** Records supplied follows **
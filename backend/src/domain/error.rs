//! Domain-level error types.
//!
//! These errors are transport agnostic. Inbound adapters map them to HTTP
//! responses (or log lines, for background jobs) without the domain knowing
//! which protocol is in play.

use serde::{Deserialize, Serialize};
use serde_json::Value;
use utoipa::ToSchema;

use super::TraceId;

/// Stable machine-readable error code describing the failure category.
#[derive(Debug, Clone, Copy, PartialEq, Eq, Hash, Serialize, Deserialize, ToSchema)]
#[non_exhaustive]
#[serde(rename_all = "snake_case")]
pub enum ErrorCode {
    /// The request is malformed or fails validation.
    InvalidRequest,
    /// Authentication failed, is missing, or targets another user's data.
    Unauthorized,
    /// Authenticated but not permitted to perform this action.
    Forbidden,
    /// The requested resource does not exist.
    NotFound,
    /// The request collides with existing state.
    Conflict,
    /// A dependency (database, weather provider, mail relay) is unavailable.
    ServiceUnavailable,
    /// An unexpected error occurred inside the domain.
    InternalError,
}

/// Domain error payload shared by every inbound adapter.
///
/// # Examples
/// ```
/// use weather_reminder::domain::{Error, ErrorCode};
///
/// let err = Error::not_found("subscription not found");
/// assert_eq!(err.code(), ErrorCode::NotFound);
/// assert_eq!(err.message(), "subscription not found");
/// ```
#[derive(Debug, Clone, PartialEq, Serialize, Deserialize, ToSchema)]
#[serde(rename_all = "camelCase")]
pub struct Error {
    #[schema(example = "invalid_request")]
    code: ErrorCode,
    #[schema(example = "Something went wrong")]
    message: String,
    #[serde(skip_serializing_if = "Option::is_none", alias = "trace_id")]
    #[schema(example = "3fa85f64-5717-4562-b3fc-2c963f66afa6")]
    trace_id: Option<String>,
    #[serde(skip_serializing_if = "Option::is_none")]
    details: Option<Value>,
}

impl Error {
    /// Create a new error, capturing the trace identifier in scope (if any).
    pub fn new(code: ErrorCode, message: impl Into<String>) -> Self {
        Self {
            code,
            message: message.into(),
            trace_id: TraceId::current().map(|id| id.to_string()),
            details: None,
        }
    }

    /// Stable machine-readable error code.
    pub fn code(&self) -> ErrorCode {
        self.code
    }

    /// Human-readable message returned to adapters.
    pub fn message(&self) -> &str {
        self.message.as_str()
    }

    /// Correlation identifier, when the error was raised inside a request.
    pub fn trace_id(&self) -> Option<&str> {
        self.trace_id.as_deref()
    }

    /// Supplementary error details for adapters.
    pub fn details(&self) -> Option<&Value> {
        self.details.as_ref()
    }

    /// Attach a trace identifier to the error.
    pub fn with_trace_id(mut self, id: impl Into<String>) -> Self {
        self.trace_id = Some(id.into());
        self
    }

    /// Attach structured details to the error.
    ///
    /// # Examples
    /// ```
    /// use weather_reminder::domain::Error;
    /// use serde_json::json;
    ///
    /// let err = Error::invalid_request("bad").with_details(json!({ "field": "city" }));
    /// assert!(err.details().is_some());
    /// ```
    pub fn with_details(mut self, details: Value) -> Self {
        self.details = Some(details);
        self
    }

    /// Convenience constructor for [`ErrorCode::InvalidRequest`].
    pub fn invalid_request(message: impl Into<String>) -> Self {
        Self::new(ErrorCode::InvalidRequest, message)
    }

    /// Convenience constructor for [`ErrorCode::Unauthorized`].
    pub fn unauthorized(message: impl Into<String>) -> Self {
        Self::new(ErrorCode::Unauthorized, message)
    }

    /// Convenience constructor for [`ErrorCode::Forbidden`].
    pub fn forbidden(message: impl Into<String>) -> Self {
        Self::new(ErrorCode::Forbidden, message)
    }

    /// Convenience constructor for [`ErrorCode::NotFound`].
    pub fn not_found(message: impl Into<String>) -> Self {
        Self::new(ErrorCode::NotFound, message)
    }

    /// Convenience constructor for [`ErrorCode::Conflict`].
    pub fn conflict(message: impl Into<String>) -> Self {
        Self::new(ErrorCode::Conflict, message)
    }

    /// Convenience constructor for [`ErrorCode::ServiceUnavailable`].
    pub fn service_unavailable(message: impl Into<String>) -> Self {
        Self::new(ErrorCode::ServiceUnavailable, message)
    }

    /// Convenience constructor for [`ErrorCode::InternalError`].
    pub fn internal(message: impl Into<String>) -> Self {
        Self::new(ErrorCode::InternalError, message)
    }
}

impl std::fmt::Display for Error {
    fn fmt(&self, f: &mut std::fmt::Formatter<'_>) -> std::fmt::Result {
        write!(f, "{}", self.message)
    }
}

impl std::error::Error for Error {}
** End of Records supplied **
** Records supplied follows **
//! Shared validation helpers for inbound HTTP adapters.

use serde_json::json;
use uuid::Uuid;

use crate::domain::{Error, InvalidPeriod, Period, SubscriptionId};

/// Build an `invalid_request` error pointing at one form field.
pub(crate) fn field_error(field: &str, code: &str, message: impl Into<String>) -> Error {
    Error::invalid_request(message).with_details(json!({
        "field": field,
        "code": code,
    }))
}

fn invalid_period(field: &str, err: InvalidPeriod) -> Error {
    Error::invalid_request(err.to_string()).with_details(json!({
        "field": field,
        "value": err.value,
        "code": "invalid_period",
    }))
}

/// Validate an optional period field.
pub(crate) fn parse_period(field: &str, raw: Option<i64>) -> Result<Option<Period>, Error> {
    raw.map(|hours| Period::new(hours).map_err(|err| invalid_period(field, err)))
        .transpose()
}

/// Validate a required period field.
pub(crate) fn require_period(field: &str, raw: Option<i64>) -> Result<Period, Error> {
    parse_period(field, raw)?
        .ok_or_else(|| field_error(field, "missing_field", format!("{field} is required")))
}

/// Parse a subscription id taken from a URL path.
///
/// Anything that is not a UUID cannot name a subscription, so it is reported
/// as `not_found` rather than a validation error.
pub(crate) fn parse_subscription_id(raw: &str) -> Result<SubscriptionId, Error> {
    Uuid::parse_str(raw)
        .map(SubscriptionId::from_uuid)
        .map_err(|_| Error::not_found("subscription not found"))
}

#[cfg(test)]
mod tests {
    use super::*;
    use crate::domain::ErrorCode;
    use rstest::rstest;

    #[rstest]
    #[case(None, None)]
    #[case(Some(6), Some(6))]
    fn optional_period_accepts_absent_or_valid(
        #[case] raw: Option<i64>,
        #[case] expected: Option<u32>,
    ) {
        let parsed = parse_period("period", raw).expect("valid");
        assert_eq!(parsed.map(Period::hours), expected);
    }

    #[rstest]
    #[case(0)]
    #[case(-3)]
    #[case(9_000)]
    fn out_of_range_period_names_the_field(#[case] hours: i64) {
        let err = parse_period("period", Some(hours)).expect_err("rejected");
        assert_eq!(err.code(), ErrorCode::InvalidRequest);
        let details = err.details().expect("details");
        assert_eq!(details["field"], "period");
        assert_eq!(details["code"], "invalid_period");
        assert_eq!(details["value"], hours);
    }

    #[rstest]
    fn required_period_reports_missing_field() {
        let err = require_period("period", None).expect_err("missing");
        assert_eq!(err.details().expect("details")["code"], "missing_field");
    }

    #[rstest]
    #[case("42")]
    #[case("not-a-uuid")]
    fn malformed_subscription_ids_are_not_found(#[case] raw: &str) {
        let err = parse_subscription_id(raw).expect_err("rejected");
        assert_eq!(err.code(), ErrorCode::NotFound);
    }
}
** End of Records supplied **
** Records supplied follows **
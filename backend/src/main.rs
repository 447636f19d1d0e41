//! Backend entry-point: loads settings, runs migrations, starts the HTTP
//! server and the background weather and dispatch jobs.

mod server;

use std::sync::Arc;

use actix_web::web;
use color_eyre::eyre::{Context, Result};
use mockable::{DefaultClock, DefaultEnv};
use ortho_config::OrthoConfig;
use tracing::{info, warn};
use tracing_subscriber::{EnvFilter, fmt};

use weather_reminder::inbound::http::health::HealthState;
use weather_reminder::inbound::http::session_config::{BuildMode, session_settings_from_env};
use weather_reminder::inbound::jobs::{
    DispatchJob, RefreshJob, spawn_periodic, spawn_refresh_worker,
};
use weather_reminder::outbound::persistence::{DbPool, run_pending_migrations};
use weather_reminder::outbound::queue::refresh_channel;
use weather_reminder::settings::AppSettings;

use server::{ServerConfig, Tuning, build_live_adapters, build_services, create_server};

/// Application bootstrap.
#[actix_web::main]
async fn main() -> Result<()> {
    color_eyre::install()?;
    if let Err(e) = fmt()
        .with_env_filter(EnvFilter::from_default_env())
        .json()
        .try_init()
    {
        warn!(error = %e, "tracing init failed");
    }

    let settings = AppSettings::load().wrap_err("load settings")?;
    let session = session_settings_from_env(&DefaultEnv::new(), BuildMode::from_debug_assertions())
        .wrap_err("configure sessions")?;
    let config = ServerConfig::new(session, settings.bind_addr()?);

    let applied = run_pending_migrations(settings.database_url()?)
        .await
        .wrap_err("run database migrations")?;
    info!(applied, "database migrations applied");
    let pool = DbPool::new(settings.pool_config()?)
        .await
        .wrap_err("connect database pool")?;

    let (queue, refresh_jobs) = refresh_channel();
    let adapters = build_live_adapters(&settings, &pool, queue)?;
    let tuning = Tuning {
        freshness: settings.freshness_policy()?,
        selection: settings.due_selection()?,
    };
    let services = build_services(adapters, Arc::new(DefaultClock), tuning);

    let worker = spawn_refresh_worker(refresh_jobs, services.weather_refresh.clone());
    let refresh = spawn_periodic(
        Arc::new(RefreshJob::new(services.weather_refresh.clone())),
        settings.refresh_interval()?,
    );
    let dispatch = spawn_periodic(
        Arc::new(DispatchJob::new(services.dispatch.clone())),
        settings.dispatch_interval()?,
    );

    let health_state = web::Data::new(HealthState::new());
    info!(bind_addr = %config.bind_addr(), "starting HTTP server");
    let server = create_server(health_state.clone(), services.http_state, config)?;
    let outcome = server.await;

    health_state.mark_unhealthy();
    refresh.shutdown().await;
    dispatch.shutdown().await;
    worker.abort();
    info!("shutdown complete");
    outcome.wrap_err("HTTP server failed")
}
** End of Records supplied **
| Your assignment |
Of the entries above, transcribe exactly those lines that fall between the line containing "every inbound adapter." and the line containing "details for adapters.", together with those two lines.

| Output for this exercise |
/// Domain error payload shared by every inbound adapter.
///
/// # Examples
/// ```
/// use weather_reminder::domain::{Error, ErrorCode};
///
/// let err = Error::not_found("subscription not found");
/// assert_eq!(err.code(), ErrorCode::NotFound);
/// assert_eq!(err.message(), "subscription not found");
/// ```
#[derive(Debug, Clone, PartialEq, Serialize, Deserialize, ToSchema)]
#[serde(rename_all = "camelCase")]
pub struct Error {
    #[schema(example = "invalid_request")]
    code: ErrorCode,
    #[schema(example = "Something went wrong")]
    message: String,
    #[serde(skip_serializing_if = "Option::is_none", alias = "trace_id")]
    #[schema(example = "3fa85f64-5717-4562-b3fc-2c963f66afa6")]
    trace_id: Option<String>,
    #[serde(skip_serializing_if = "Option::is_none")]
    details: Option<Value>,
}

impl Error {
    /// Create a new error, capturing the trace identifier in scope (if any).
    pub fn new(code: ErrorCode, message: impl Into<String>) -> Self {
        Self {
            code,
            message: message.into(),
            trace_id: TraceId::current().map(|id| id.to_string()),
            details: None,
        }
    }

    /// Stable machine-readable error code.
    pub fn code(&self) -> ErrorCode {
        self.code
    }

    /// Human-readable message returned to adapters.
    pub fn message(&self) -> &str {
        self.message.as_str()
    }

    /// Correlation identifier, when the error was raised inside a request.
    pub fn trace_id(&self) -> Option<&str> {
        self.trace_id.as_deref()
    }

    /// Supplementary error details for adapters.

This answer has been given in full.